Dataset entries
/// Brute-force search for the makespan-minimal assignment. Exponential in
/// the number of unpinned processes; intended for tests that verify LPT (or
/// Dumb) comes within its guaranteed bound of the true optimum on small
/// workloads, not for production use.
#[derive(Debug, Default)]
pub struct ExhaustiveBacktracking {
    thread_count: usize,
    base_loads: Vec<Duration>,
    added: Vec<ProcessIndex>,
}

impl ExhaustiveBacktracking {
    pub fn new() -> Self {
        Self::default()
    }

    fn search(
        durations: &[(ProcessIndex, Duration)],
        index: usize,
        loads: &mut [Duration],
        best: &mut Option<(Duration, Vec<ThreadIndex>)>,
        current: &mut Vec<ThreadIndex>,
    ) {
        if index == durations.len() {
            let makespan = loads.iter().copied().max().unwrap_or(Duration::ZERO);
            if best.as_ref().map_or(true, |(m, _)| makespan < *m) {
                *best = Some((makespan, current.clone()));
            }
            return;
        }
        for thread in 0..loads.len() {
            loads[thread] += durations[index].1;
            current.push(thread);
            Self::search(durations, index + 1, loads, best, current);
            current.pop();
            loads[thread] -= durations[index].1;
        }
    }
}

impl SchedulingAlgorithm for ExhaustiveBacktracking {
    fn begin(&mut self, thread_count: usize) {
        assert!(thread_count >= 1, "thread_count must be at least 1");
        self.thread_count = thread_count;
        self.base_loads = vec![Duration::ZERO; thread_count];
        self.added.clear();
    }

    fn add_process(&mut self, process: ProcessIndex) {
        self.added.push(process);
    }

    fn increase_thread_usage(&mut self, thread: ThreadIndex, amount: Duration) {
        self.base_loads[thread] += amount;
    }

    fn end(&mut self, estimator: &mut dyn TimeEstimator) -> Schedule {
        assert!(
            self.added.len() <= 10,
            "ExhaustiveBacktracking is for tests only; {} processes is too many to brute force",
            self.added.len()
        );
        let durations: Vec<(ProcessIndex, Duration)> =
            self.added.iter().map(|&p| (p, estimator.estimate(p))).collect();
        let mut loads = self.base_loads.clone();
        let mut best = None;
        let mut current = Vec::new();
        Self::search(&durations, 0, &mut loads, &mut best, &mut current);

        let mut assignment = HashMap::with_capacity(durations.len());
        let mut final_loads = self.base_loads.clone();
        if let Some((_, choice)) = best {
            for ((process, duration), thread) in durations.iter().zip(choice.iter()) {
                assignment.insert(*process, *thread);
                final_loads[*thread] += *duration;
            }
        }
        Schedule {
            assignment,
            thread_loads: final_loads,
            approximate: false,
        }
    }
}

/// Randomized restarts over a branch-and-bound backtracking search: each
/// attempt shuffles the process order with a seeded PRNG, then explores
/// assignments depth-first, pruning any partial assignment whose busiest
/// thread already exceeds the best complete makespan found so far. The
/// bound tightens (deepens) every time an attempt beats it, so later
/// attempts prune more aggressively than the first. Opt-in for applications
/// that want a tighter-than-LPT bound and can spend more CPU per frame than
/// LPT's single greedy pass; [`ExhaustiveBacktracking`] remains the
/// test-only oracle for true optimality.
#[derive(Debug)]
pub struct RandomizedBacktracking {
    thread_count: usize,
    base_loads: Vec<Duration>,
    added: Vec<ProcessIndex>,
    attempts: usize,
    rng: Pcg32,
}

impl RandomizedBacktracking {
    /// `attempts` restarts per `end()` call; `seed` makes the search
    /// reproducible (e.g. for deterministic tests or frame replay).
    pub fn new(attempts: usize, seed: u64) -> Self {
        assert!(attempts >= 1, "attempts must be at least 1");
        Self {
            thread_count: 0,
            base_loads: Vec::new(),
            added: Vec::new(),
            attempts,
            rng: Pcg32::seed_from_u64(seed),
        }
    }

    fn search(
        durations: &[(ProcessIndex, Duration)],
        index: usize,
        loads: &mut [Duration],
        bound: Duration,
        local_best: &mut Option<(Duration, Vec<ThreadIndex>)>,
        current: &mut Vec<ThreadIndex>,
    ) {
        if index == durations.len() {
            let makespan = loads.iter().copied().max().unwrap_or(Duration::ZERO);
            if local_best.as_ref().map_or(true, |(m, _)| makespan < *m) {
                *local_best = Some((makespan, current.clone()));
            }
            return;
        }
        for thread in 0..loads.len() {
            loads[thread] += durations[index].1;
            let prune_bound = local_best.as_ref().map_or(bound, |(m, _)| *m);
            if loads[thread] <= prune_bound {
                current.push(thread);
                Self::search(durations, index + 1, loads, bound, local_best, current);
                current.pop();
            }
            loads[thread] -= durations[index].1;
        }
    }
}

WORK INSTRUCTION: The lines from the one containing "bound, local_best, current);" through the last line of the records are the answer; set them down exactly and add nothing.

EXPECTED ANSWER:
                Self::search(durations, index + 1, loads, bound, local_best, current);
                current.pop();
            }
            loads[thread] -= durations[index].1;
        }
    }
}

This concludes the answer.